In a race, the quickest runner can never overtake the slowest, since the pursuer must first reach the point whence the pursued started, so that the slower must always hold a lead.

– as recounted by Aristotle, Physics VI:9, 239b15

Achilles and the Tortoise

In a race, the quickest runner can never overtake the slowest, since the pursuer must first reach the point whence the pursued started, so that the slower must always hold a lead.

– as recounted by Aristotle, Physics VI:9, 239b15

"Achilles and the tortoise" is one of the famous Zeno's paradoxes. Nikola wants to check the validity of the paradox and constructed two robots for this purpose: Achilleborg (A1 -- fast agile prototype) and Tortoimenator (T2 -- heavy slow cyborg).

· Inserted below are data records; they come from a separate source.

use crate::{
    Completion, CompletionKind, CycleId, SessionEvent,
    audio::capture::{WavFileWriter, finish_capture},
    event_channel,
};

use std::sync::Mutex;

use hound::{SampleFormat, WavReader, WavSpec, WavWriter};
use tempfile::TempDir;

const CYCLE: CycleId = CycleId(7);

fn mono_spec() -> WavSpec {
    WavSpec {
        channels: 1,
        sample_rate: 8000,
        bits_per_sample: 16,
        sample_format: SampleFormat::Int,
    }
}

/// WHAT: A stream failure finalizes the file and reports failure exactly once
/// WHY: A later stop must not emit a second completion for the same cycle
#[test]
#[allow(clippy::unwrap_used)]
fn given_stream_failure_when_finishing_twice_then_single_failed_completion() {
    // Given: An open writer with some samples and a pending completion
    let dir = TempDir::new().unwrap();
    let path = dir.path().join("take.wav");
    let mut wav: WavFileWriter = WavWriter::create(&path, mono_spec()).unwrap();
    for _ in 0..80 {
        wav.write_sample(1000_i16).unwrap();
    }
    let writer = Mutex::new(Some(wav));
    let (events_tx, mut events) = event_channel();
    let completion = Mutex::new(Some(Completion::new(
        CYCLE,
        CompletionKind::Recording,
        events_tx,
    )));

    // When: The error path finishes first, then the stop path runs
    finish_capture(&writer, &completion, false);
    finish_capture(&writer, &completion, true);

    // Then: One failed completion, and the file was still finalized
    assert_eq!(
        events.try_recv().unwrap(),
        SessionEvent::RecordingFinished {
            cycle: CYCLE,
            success: false,
        }
    );
    assert!(events.try_recv().is_err());
    assert!(writer.lock().unwrap().is_none());
    assert_eq!(WavReader::open(&path).unwrap().len(), 80);
}

/// WHAT: A healthy stop finalizes and reports success
/// WHY: The normal stop path shares the same finishing routine
#[test]
#[allow(clippy::unwrap_used)]
fn given_healthy_stream_when_finishing_then_successful_completion() {
    // Given: An open writer and a pending completion
    let dir = TempDir::new().unwrap();
    let path = dir.path().join("take.wav");
    let wav: WavFileWriter = WavWriter::create(&path, mono_spec()).unwrap();
    let writer = Mutex::new(Some(wav));
    let (events_tx, mut events) = event_channel();
    let completion = Mutex::new(Some(Completion::new(
        CYCLE,
        CompletionKind::Recording,
        events_tx,
    )));

    // When: Finishing without a prior failure
    finish_capture(&writer, &completion, true);

    // Then: Success is reported for the cycle
    assert_eq!(
        events.try_recv().unwrap(),
        SessionEvent::RecordingFinished {
            cycle: CYCLE,
            success: true,
        }
    );
    assert!(completion.lock().unwrap().is_none());
}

A1 is faster than T2, so it has a **X** seconds head start on A1.
For **X** seconds T2 will move at **t2_speed*X** metres.
So A1 must first reach the point whence T2 already reached.
But T2 is moving and next step for A1 is to reach the next point and so on to infinity.
The paradox is correct in theory,
but in practice A1 easily outruns T2. Hm... maybe we can calculate when A1 will catch up to T2.

You are given A1 and T2’s speed in m/s as well as the length of the advantage T2 has in seconds.
Try to count the time when from when A1 come abreast with T2 (count from T2 start).
The result should be given in seconds with precious ±10^{-8}.

**Input: ** Three arguments. Speeds of A1 and T2 and advantage as integers.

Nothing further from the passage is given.